BERLIN/PARIS (Reuters) - EADS Chief Executive Tom Enders reported progress in political negotiations over its mooted $45 billion merger with BAE Systems on Wednesday as France and Germany sought a common position on a deal likely to reduce their influence over the aerospace firm.
Word of the deal to create the world’s biggest defense company leaked last week, setting in motion not only turbulent trade in the shares of the two firms but a flurry of response from government officials across Europe.
German Chancellor Angela Merkel said she planned to discuss the matter with French President Francois Hollande at a meeting on Saturday.
High-level preparatory talks are set for Thursday and Friday, with one German source saying a “pre-decision” for a common position with France could be taken at those talks.
HSBC has been selected to advise France, sources familiar with the matter said, in a sign that concrete plans are taking shape even though no political decision has yet been made.
While government officials seem to see benefits in creating a company that would have far more weight on the world stage, there are concerns that too many demands from politicians could scupper the deal.

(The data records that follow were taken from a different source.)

use anyhow::Result;
use signup_form::cli::{self, telemetry};

// Main function
#[tokio::main]
async fn main() -> Result<()> {
    let action = cli::start()?;

    let result = action.execute().await;

    telemetry::shutdown_tracer();

    result
}
//! HTTP client for the signup service.
//!
//! Sends one `POST` per call and hands back the parts of the reply the
//! classifier needs. The body is only read when it can matter, which is a
//! `422` with a JSON content type.

use super::config::SignupConfig;
use super::response::is_json_content_type;
use crate::APP_USER_AGENT;
use anyhow::{Context, Result};
use reqwest::{header::CONTENT_TYPE, Client, StatusCode};
use secrecy::ExposeSecret;
use serde::Serialize;
use tracing::{debug, info_span, Instrument};

#[derive(Serialize)]
struct SignupRequest<'a> {
    username: &'a str,
    password: &'a str,
}

/// Status, content type and (when relevant) body of a signup reply.
#[derive(Debug, Clone, PartialEq, Eq)]
pub struct SignupReply {
    pub status: StatusCode,
    pub content_type: Option<String>,
    pub body: Vec<u8>,
}

impl SignupReply {
    #[must_use]
    pub fn new(status: StatusCode) -> Self {
        Self {
            status,
            content_type: None,
            body: Vec::new(),
        }
    }

    #[must_use]
    pub fn with_json(mut self, body: impl Into<Vec<u8>>) -> Self {
        self.content_type = Some("application/json".to_string());
        self.body = body.into();
        self
    }
}

#[derive(Clone, Debug)]
pub struct SignupClient {
    http: Client,
    config: SignupConfig,
}

impl SignupClient {
    /// # Errors
    /// Returns an error if the underlying HTTP client cannot be built.
    pub fn new(config: SignupConfig) -> Result<Self> {
        let http = Client::builder()
            .user_agent(APP_USER_AGENT)
            .build()
            .context("Error creating reqwest client")?;

        Ok(Self { http, config })
    }

    #[must_use]
    pub fn config(&self) -> &SignupConfig {
        &self.config
    }

    /// Post `username` and `password` to the signup endpoint.
    ///
    /// Any HTTP status is a successful call; only transport failures (and a
    /// failed body read on a `422`) are errors.
    ///
    /// # Errors
    /// Returns an error if the request cannot be sent or the body cannot be read.
    pub async fn create_user(&self, username: &str, password: &str) -> Result<SignupReply> {
        let url = self.config.signup_url().clone();

        let span = info_span!(
            "signup.create_user",
            http.method = "POST",
            url = %url
        );

        async {
            let response = self
                .http
                .post(url.clone())
                .bearer_auth(self.config.auth_token().expose_secret())
                .json(&SignupRequest { username, password })
                .send()
                .await
                .with_context(|| format!("Error sending signup request to {url}"))?;

            let status = response.status();
            let content_type = response
                .headers()
                .get(CONTENT_TYPE)
                .and_then(|value| value.to_str().ok())
                .map(str::to_string);

            debug!(status = status.as_u16(), ?content_type, "signup response");

            let body = if status == StatusCode::UNPROCESSABLE_ENTITY
                && content_type.as_deref().is_some_and(is_json_content_type)
            {
                response
                    .bytes()
                    .await
                    .context("Error reading signup response body")?
                    .to_vec()
            } else {
                Vec::new()
            };

            Ok(SignupReply {
                status,
                content_type,
                body,
            })
        }
        .instrument(span)
        .await
    }
}
use crate::cli::actions::{check, create, Action};
use crate::cli::commands::{credentials, endpoint, CMD_CHECK, CMD_CREATE};
use anyhow::{anyhow, Result};

/// # Errors
/// Returns an error if required arguments are missing or the signup URL is invalid.
pub fn handler(matches: &clap::ArgMatches) -> Result<Action> {
    match matches.subcommand() {
        Some((CMD_CREATE, sub_m)) => Ok(Action::Create(create::Args {
            config: endpoint::Options::parse(sub_m)?.into_config()?,
            username: credentials::username(sub_m),
            password: credentials::password(sub_m),
        })),
        Some((CMD_CHECK, sub_m)) => Ok(Action::Check(check::Args {
            password: credentials::password(sub_m),
        })),
        Some((name, _)) => Err(anyhow!("unknown subcommand: {name}")),
        None => Err(anyhow!("missing subcommand")),
    }
}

Enders in a letter to staff on Wednesday made plain that getting the politics of the deal right was critical.
“We are currently in constructive and advanced discussions with all relevant governments and are trying to accommodate their concerns and national security interests,” he said.
“Good governance is a key prerequisite for both companies, it’s the “go” or “no go” for this project.”
Sources familiar with the discussions earlier this week said EADS and BAE Systems could walk away from the deal if governments ratcheted up their demands, but there were few signs of the tensions which have accompanied a turbulent decade for EADS.
Strategic involvement in Airbus parent firm EADS EAD.PA by the French and German governments in the past has sparked concern about undue influence over issues including where factories are built and where jobs are created.
With Europe’s financial crisis squeezing defense budgets, Enders said it was important for EADS to widen the scope of its defense business, a move it could accomplish be teaming with BAE (BAES.L).
The merged firm would overtake U.S. rival Boeing (BA.N) as the world’s biggest aerospace and defense company in sales.
Merkel’s coalition government has not yet come up with a unified position on the talks, though some German politicians want guarantees for German jobs and to see some activities headquartered in Germany.
“It cannot be that a Franco-British company is created out of a Franco-German company,” Joachim Pfeiffer, a spokesman for Merkel’s CDU party told Reuters.
He said it would not be acceptable for the merged company to base its commercial activities in Toulouse, France, and its defense operations in London.
EADS employs almost 50,000 people in Germany at 29 sites. German media reports this week that Enders offered job guarantees to the group’s 20,000 defense workers have been dismissed as “nonsense” by officials and by EADS.
EADS joining with BAE would mean dissolving a cumbersome shareholder pact dictating that the percentage of shares held by German and French investors be equal.
For France though, combining the firms could result in France seeing its influence in EADS drop as its stake in the combined group would shrink to 9 percent from 15 percent.
Currently, the German government does not hold a direct stake in EADS, but is in talks to acquire a 7.5 percent holding from carmaker Daimler (DAIGn.DE) through state development bank KfW.
These talks have stalled, a German government source told Reuters. However, if France holds on to its stake in a merged group, then Germany would likely strive for the same.
EADS and BAE have said they will offer the governments of France, Germany and Britain a “golden share” in the new company, which sources say is aimed at preventing a hostile takeover.